Comment l'expliquer ?
Un point interroge « énormément » Christophe Lechenault : « les prix de vente aux consommateurs ont augmenté aussi, mais moins que chez nous, pas dans les mêmes proportions : c'est la preuve qu'il y avait moyen de mieux nous rémunérer, bien avant... Que s'est-il passé en interne ? Leurs marges ont-elles été réduites, ont-il trouvé des économies d'échelle ou certaines personnes ont-elles trop profité de nous à l'époque ? Encore une fois, pourquoi ne pas avoir agit avant ? ». L'élu de la Chambre d'agriculture a une pensée pour les exploitations de polyculture-élevage : « la viande va permettre de compenser, au moins en partie, la part des céréales qui ont aujourd'hui des prix inacceptables. Cela dit, dans tous les cas, même si nous atteignons les 7 euros/kg sur la durée, ce n'est pas une raison pour faire n'importe quoi sur nos fermes respectives.

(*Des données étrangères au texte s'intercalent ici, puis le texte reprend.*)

//! Bearer token storage in a local JSON file (token.json).

use anyhow::Result;
use base64::{Engine as _, engine::general_purpose::URL_SAFE_NO_PAD};
use chrono::{DateTime, Utc};
use serde::{Deserialize, Serialize};
use sha2::{Digest, Sha256};
use std::{collections::HashMap, io::ErrorKind, path::PathBuf};
use tokio::{
    fs,
    io::{AsyncWriteExt, BufWriter},
};

/// One stored credential.
#[derive(Clone, Debug, Serialize, Deserialize)]
pub struct StoredToken {
    pub token: String,
    pub saved_at: DateTime<Utc>,
}

/// Stores one token per backend in a JSON map.
#[derive(Clone)]
pub struct FileTokenStorage {
    /// Location of the token cache on disk.
    path: PathBuf,
}

impl FileTokenStorage {
    pub fn new(path: impl Into<PathBuf>) -> Self {
        Self { path: path.into() }
    }

    /// Stable key for a backend URL (trailing slash and case insensitive).
    fn entry_key(base_url: &str) -> String {
        let normalized = base_url.trim().trim_end_matches('/').to_ascii_lowercase();
        let hash = Sha256::digest(normalized.as_bytes());
        format!("bearer:{}", URL_SAFE_NO_PAD.encode(hash))
    }

    async fn load_map(&self) -> Result<HashMap<String, StoredToken>> {
        match fs::read(&self.path).await {
            Ok(data) => {
                if data.is_empty() {
                    return Ok(HashMap::new());
                }
                Ok(serde_json::from_slice(&data)?)
            }
            Err(e) if e.kind() == ErrorKind::NotFound => Ok(HashMap::new()),
            Err(e) => Err(e.into()),
        }
    }

    /// Persist the map, creating parent directories if needed.
    async fn save_map(&self, map: &HashMap<String, StoredToken>) -> Result<()> {
        if let Some(parent) = self.path.parent()
            && !parent.as_os_str().is_empty()
        {
            fs::create_dir_all(parent).await?;
        }
        let data = serde_json::to_vec_pretty(map)?;
        let file = fs::File::create(&self.path).await?;
        let mut writer = BufWriter::new(file);
        writer.write_all(&data).await?;
        writer.flush().await?;
        Ok(())
    }

    /// Store or replace the token for a backend.
    pub async fn set(&self, base_url: &str, token: &str) -> Result<()> {
        let mut map = self.load_map().await?;
        map.insert(
            Self::entry_key(base_url),
            StoredToken {
                token: token.to_string(),
                saved_at: Utc::now(),
            },
        );
        self.save_map(&map).await
    }

    /// Token for a backend, if present and non-empty.
    pub async fn get(&self, base_url: &str) -> Result<Option<String>> {
        let mut map = self.load_map().await?;
        Ok(map
            .remove(&Self::entry_key(base_url))
            .map(|t| t.token)
            .filter(|t| !t.is_empty()))
    }

    pub async fn remove(&self, base_url: &str) -> Result<()> {
        let mut map = self.load_map().await?;
        if map.remove(&Self::entry_key(base_url)).is_some() {
            self.save_map(&map).await?;
        }
        Ok(())
    }
}

#[cfg(test)]
mod tests {
    use super::*;

    fn temp_path(name: &str) -> PathBuf {
        std::env::temp_dir().join(format!("vanishly-{}-{}.json", name, uuid::Uuid::new_v4()))
    }

    #[tokio::test]
    async fn test_set_get_remove() {
        let path = temp_path("tokens");
        let store = FileTokenStorage::new(&path);
        assert!(store.get("http://localhost:8000").await.unwrap().is_none());

        store.set("http://localhost:8000/", "abc").await.unwrap();
        // Trailing slash and host case do not matter.
        assert_eq!(
            store.get("http://LOCALHOST:8000").await.unwrap().as_deref(),
            Some("abc")
        );
        assert!(store.get("https://api.example.com").await.unwrap().is_none());

        store.remove("http://localhost:8000").await.unwrap();
        assert!(store.get("http://localhost:8000").await.unwrap().is_none());
        let _ = std::fs::remove_file(path);
    }

    #[tokio::test]
    async fn test_empty_file_is_empty_map() {
        let path = temp_path("empty");
        std::fs::write(&path, b"").unwrap();
        let store = FileTokenStorage::new(&path);
        assert!(store.get("http://x").await.unwrap().is_none());
        let _ = std::fs::remove_file(path);
    }
}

Nous gérons des entreprises et rien n'est acquis d'avance, il faut toujours opérer en bon gestionnaire et se remettre constamment en question. Cette montée des cours était de toute façon obligatoire avec l'envolée des charges que nous subissons. À ce titre, il ne faut pas qu'ils diminuent ».
Des problèmes persistent
Mêmes si ces prix « font plaisir et motivent », ils ne laissent place à aucune euphorie selon Christophe Lechenault, citant des problèmes en lien avec le sanitaire et la météo : « en élevage, les feux ne sont jamais tous au vert, la situation actuelle l'illustre une nouvelle fois. Là, nous sortons d'une sécheresse compliquée avec des affouragements coûteux en argent, en temps et en énergie. Aussi et surtout, il y a toutes ces maladies : FCO, MHE et maintenant dermatose. La FCO a fait beaucoup de mal et les éleveurs ont peur de retrouver des vaches vides. La dermatose nodulaire, elle plane dans la tête des éleveurs... Il n'y a rien de pire que d'abattre son cheptel chez soi. Oui, les animaux sont abattus dans les fermes pour éviter que les insectes responsables de la maladie circulent eux aussi. Au niveau psychologique, c'est tout simplement catastrophique, sachant qu'en Côte-d'Or, il y a déjà de tristes cas vécus avec la tuberculose. En plus, avec la dermatose, la viande n'est pas consommée. Allez expliquer ça à un éleveur.... ».